All i really need to know if there is such way that I can just unclip a layer from the rest.

Sep 06 14 08:26 pm Link

Photographer

NothingIsRealButTheGirl

Posts: 35726

Los Angeles, California, US

This is why I have always preferred a node-based tree system to Photoshop's.

Sep 07 14 10:35 am Link

Photographer

David Julian PhotoARTS

Posts: 1

Seattle, Washington, US

There are a few ways to solve this problem, if I understand it correctly.
Firstly, I need to see the actual art, not just the layer stack. Doesn't have to be finished work.
My experience is that there is ALWAYS a workaround to get the same end result desired.

I teach PS and LR all over the US, so you are welcome to send a 72px PSD to me via "art@(myname).com", or share your DropBox folder with the art in it with me. (turn off sharing later or delete folder.
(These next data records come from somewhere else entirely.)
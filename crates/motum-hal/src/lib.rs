//! `motum-hal` – seams to the world outside the controller.
//!
//! The controller core never talks to a solver library, a collision engine,
//! or a robot driver directly.  It talks to the traits in this crate, and
//! [`sim`] provides in-process implementations of all of them.
//!
//! # Modules
//!
//! - [`model`] – [`KinematicModel`], [`ProximityService`], and expression
//!   evaluation against a model.
//! - [`solver`] – [`Solver`] with its [`SolverInput`] / [`SolverOutput`].
//! - [`robot`] – [`RobotInterface`] for applying velocity commands.
//! - [`feedback`] – [`JointStateSlot`], the single-slot joint-state feed.
//! - [`frames`] – quaternions, rigid transforms, and a static [`FrameTree`].
//! - [`sim`] – simulated world, proximity service, and robot.
//! - [`sim_solver`] – damped least-squares reference solver.

pub mod feedback;
pub mod frames;
pub mod model;
pub mod robot;
pub mod sim;
pub mod sim_solver;
pub mod solver;

pub use feedback::JointStateSlot;
pub use frames::{FrameTree, Quaternion, Transform3D};
pub use model::{ControlledJoint, KinematicModel, ProximityService, evaluate, partial_derivative};
pub use robot::RobotInterface;
pub use sim::{SimProbe, SimProximity, SimRobot, SimRobotDescription, SimWorld};
pub use sim_solver::DampedLeastSquares;
pub use solver::{Solver, SolverInput, SolverOutput};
I build very complex composites, so I can usually make anything work if the author or student allows it.
The PSD can be only 10"@72ppi, just enough to see the work. No Hrez files please.
Attach your phone# and after I see the stack and the art, I can call and walk you through it.

Dave

Sep 09 14 04:44 pm Link

Photographer

NothingIsRealButTheGirl

Posts: 35726

Los Angeles, California, US

David Julian PhotoARTS wrote:
There are a few ways to solve this problem, if I understand it correctly.
Firstly, I need to see the actual art, not just the layer stack. Doesn't have to be finished work.
My experience is that there is ALWAYS a workaround to get the same end result desired.

I teach PS and LR all over the US, so you are welcome to send a 72px PSD to me via "art@(myname).com", or share your DropBox folder with the art in it with me. (turn off sharing later or delete folder.

I build very complex composites, so I can usually make anything work if the author or student allows it.
The PSD can be only 10"@72ppi, just enough to see the work. No Hrez files please.
Attach your phone# and after I see the stack and the art, I can call and walk you through it.

Dave

I don't think he wants a workaround. I think he wants to know if he can leave everything exactly as is and somehow exempt one of the layers from inheriting the adjustment layers far above.

Sep 09 14 11:00 pm Link

Photographer

ArtistRefuge

Posts: 129

San Francisco, California, US

Off the top of my head this the easiest solution I can think of.

Group all the layers you want to be affected and force the adjustment layer to only affect the group (like you did for "angie's hair"). Anything outside the group will not be affected.